*** INFORMATION GIVEN Section Begins ***
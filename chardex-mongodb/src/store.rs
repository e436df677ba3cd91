use async_trait::async_trait;
use futures::TryStreamExt;
use bson::{Document, doc};
use mongodb::{
    Client, Collection as MongoCollection, IndexModel,
    error::{Error as MongoError, ErrorKind, WriteFailure},
    options::{ClientOptions, Collation, CollationStrength, IndexOptions, ReturnDocument},
};
use chardex_core::{
    backend::{StoreBackend, StoreBackendBuilder},
    document::{ID_FIELD, RawDocument},
    error::{DocumentStoreError, DocumentStoreResult},
    query::{Expr, QueryVisitor},
};

use crate::{sanitizer::KeySanitizer, query::MongoQueryTranslator};

const DUPLICATE_KEY_CODE: i32 = 11000;


/// Maps driver errors onto store errors.
///
/// Unreachable servers become `Unavailable`, unique index violations become
/// `DuplicateKey`, and everything else is reported as a backend failure.
fn map_error(error: MongoError, collection: &str) -> DocumentStoreError {
    match error.kind.as_ref() {
        ErrorKind::Write(WriteFailure::WriteError(failure)) if failure.code == DUPLICATE_KEY_CODE => {
            DocumentStoreError::DuplicateKey(duplicate_field(&failure.message), collection.to_string())
        }
        ErrorKind::Command(failure) if failure.code == DUPLICATE_KEY_CODE => {
            DocumentStoreError::DuplicateKey(duplicate_field(&failure.message), collection.to_string())
        }
        ErrorKind::ServerSelection { .. }
        | ErrorKind::Io(_)
        | ErrorKind::ConnectionPoolCleared { .. } => DocumentStoreError::Unavailable(error.to_string()),
        _ => DocumentStoreError::Backend(error.to_string()),
    }
}

/// Pulls the offending field out of a duplicate key message such as
/// `E11000 ... dup key: { name: "Gon" }`.
fn duplicate_field(message: &str) -> String {
    message
        .split_once("dup key: {")
        .and_then(|(_, rest)| rest.split_once(':'))
        .map(|(field, _)| KeySanitizer::restore_string(field.trim()))
        .unwrap_or_else(|| "unknown".to_string())
}


#[derive(Debug)]
pub struct MongoDbStore {
    client: Client,
    database: String,
}

impl MongoDbStore {
    pub fn new(client: Client, database: String) -> Self {
        Self { client, database }
    }

    pub fn builder(dsn: &str, database: &str) -> MongoDbStoreBuilder {
        MongoDbStoreBuilder::new(dsn, database)
    }

    /// Name of the database this store reads and writes.
    pub fn database_name(&self) -> &str {
        &self.database
    }

    fn get_collection(&self, collection_name: &str) -> MongoCollection<Document> {
        self.client
            .database(&self.database)
            .collection(&KeySanitizer::sanitize_string(collection_name))
    }

    fn translate(filter: &Expr) -> DocumentStoreResult<Document> {
        MongoQueryTranslator.visit_expr(filter)
    }

    /// Splits a stored document into its identifier and restored body.
    fn restore_document(mut document: Document) -> DocumentStoreResult<RawDocument> {
        let id = document
            .get_object_id(ID_FIELD)
            .map_err(|_| {
                DocumentStoreError::Serialization("Stored document has no ObjectId identifier".to_string())
            })?;
        document.remove(ID_FIELD);

        Ok(RawDocument::new(id, KeySanitizer::restore_document(&document)))
    }
}

#[async_trait]
impl StoreBackend for MongoDbStore {
    async fn find_documents(&self, filter: Option<Expr>, collection: &str) -> DocumentStoreResult<Vec<RawDocument>> {
        self.get_collection(collection)
            .find(
                if let Some(expr) = &filter {
                    Self::translate(expr)?
                } else {
                    doc! {}
                },
            )
            .await
            .map_err(|e| map_error(e, collection))?
            .try_collect::<Vec<Document>>()
            .await
            .map_err(|e| map_error(e, collection))?
            .into_iter()
            .map(Self::restore_document)
            .collect()
    }

    async fn find_one_document(&self, filter: Expr, collection: &str) -> DocumentStoreResult<Option<RawDocument>> {
        self.get_collection(collection)
            .find_one(Self::translate(&filter)?)
            .await
            .map_err(|e| map_error(e, collection))?
            .map(Self::restore_document)
            .transpose()
    }

    async fn insert_document(&self, document: Document, collection: &str) -> DocumentStoreResult<bson::oid::ObjectId> {
        let result = self.get_collection(collection)
            .insert_one(KeySanitizer::sanitize_document(&document))
            .await
            .map_err(|e| map_error(e, collection))?;

        result
            .inserted_id
            .as_object_id()
            .ok_or_else(|| DocumentStoreError::Backend(
                format!("Expected an ObjectId identifier, got {}", result.inserted_id)
            ))
    }

    async fn find_one_and_update(
        &self,
        filter: Expr,
        patch: Document,
        collection: &str,
    ) -> DocumentStoreResult<Option<RawDocument>> {
        // MongoDB rejects an empty $set
        if patch.is_empty() {
            return self.find_one_document(filter, collection).await;
        }

        self.get_collection(collection)
            .find_one_and_update(
                Self::translate(&filter)?,
                doc! { "$set": KeySanitizer::sanitize_document(&patch) },
            )
            .return_document(ReturnDocument::After)
            .await
            .map_err(|e| map_error(e, collection))?
            .map(Self::restore_document)
            .transpose()
    }

    async fn find_one_and_delete(&self, filter: Expr, collection: &str) -> DocumentStoreResult<Option<RawDocument>> {
        self.get_collection(collection)
            .find_one_and_delete(Self::translate(&filter)?)
            .await
            .map_err(|e| map_error(e, collection))?
            .map(Self::restore_document)
            .transpose()
    }

    async fn add_index(&self, collection: &str, field: &str, unique: bool) -> DocumentStoreResult<()> {
        let field = KeySanitizer::sanitize_string(field);
        let mut options = IndexOptions::builder().unique(unique).build();

        if unique {
            options.collation = Some(
                Collation::builder()
                    .locale("en".to_string())
                    .strength(CollationStrength::Secondary)
                    .build(),
            );
            options.partial_filter_expression = Some(doc! { field.clone(): { "$type": "string" } });
        }

        self.get_collection(collection)
            .create_index(
                IndexModel::builder()
                    .keys(doc! { field.clone(): 1 })
                    .options(options)
                    .build(),
            )
            .await
            .map_err(|e| map_error(e, collection))?;

        tracing::debug!(collection, field = %field, unique, "index ensured");

        Ok(())
    }

    async fn ping(&self) -> DocumentStoreResult<()> {
        self.client
            .database(&self.database)
            .run_command(doc! { "ping": 1 })
            .await
            .map_err(|e| map_error(e, &self.database))?;

        Ok(())
    }

    async fn shutdown(&self) -> DocumentStoreResult<()> {
        self.client.clone().shutdown().await;

        Ok(())
    }
}

pub struct MongoDbStoreBuilder {
    dsn: String,
    database: String,
}

impl MongoDbStoreBuilder {
    /// Creates a builder for `dsn`. `database` is used when the connection string
    /// does not name a database itself.
    pub fn new(dsn: &str, database: &str) -> Self {
        Self {
            dsn: dsn.to_string(),
            database: database.to_string(),
        }
    }
}

#[async_trait]
impl StoreBackendBuilder for MongoDbStoreBuilder {
    type Backend = MongoDbStore;

    /// Parses the connection string and creates a client.
    ///
    /// No connection is made here: the driver connects lazily, so an unreachable server
    /// only shows up on the first operation (or [`StoreBackend::ping`]).
    async fn build(self) -> DocumentStoreResult<Self::Backend> {
        let options = ClientOptions::parse(&self.dsn)
            .await
            .map_err(|e| DocumentStoreError::Initialization(e.to_string()))?;
        let database = options
            .default_database
            .clone()
            .unwrap_or(self.database);

        Ok(MongoDbStore::new(
            Client::with_options(options)
                .map_err(|e| DocumentStoreError::Initialization(e.to_string()))?,
            database,
        ))
    }
}

#[cfg(test)]
mod tests {
    use super::*;

    #[test]
    fn duplicate_field_is_read_from_server_message() {
        let message = r#"E11000 duplicate key error collection: characters.characters index: name_1 collation: { locale: "en", strength: 2 } dup key: { name: "Gon" }"#;

        assert_eq!(duplicate_field(message), "name");
        assert_eq!(duplicate_field("E11000 duplicate key error"), "unknown");
    }

    #[tokio::test]
    async fn builder_prefers_database_from_connection_string() {
        let store = MongoDbStore::builder("mongodb://localhost:27017/heroes", "characters")
            .build()
            .await
            .unwrap();

        assert_eq!(store.database_name(), "heroes");
    }

    #[tokio::test]
    async fn builder_falls_back_to_default_database() {
        let store = MongoDbStore::builder("mongodb://localhost:27017", "characters")
            .build()
            .await
            .unwrap();

        assert_eq!(store.database_name(), "characters");
    }

    #[tokio::test]
    async fn builder_rejects_malformed_connection_strings() {
        let result = MongoDbStore::builder("not-a-mongo-uri", "characters").build().await;

        assert!(matches!(result, Err(DocumentStoreError::Initialization(_))));
    }

    #[test]
    fn stored_documents_are_split_into_id_and_body() {
        let id = bson::oid::ObjectId::new();
        let raw = MongoDbStore::restore_document(doc! { "_id": id, "nen__dot__type": "Enhancer" }).unwrap();

        assert_eq!(raw.id, id);
        assert_eq!(raw.body, doc! { "nen.type": "Enhancer" });
    }
}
*** INFORMATION GIVEN Section Ends ***
* _TASK ITEM_:
Each line from the start of the listing through the line with "a backend failure." is to be restated verbatim, both ends included.

* _EXERCISE RESPONSE_:
filename chardex-mongodb/src/store.rs
repository e436df677ba3cd91
use async_trait::async_trait;
use futures::TryStreamExt;
use bson::{Document, doc};
use mongodb::{
    Client, Collection as MongoCollection, IndexModel,
    error::{Error as MongoError, ErrorKind, WriteFailure},
    options::{ClientOptions, Collation, CollationStrength, IndexOptions, ReturnDocument},
};
use chardex_core::{
    backend::{StoreBackend, StoreBackendBuilder},
    document::{ID_FIELD, RawDocument},
    error::{DocumentStoreError, DocumentStoreResult},
    query::{Expr, QueryVisitor},
};

use crate::{sanitizer::KeySanitizer, query::MongoQueryTranslator};

const DUPLICATE_KEY_CODE: i32 = 11000;


/// Maps driver errors onto store errors.
///
/// Unreachable servers become `Unavailable`, unique index violations become
/// `DuplicateKey`, and everything else is reported as a backend failure.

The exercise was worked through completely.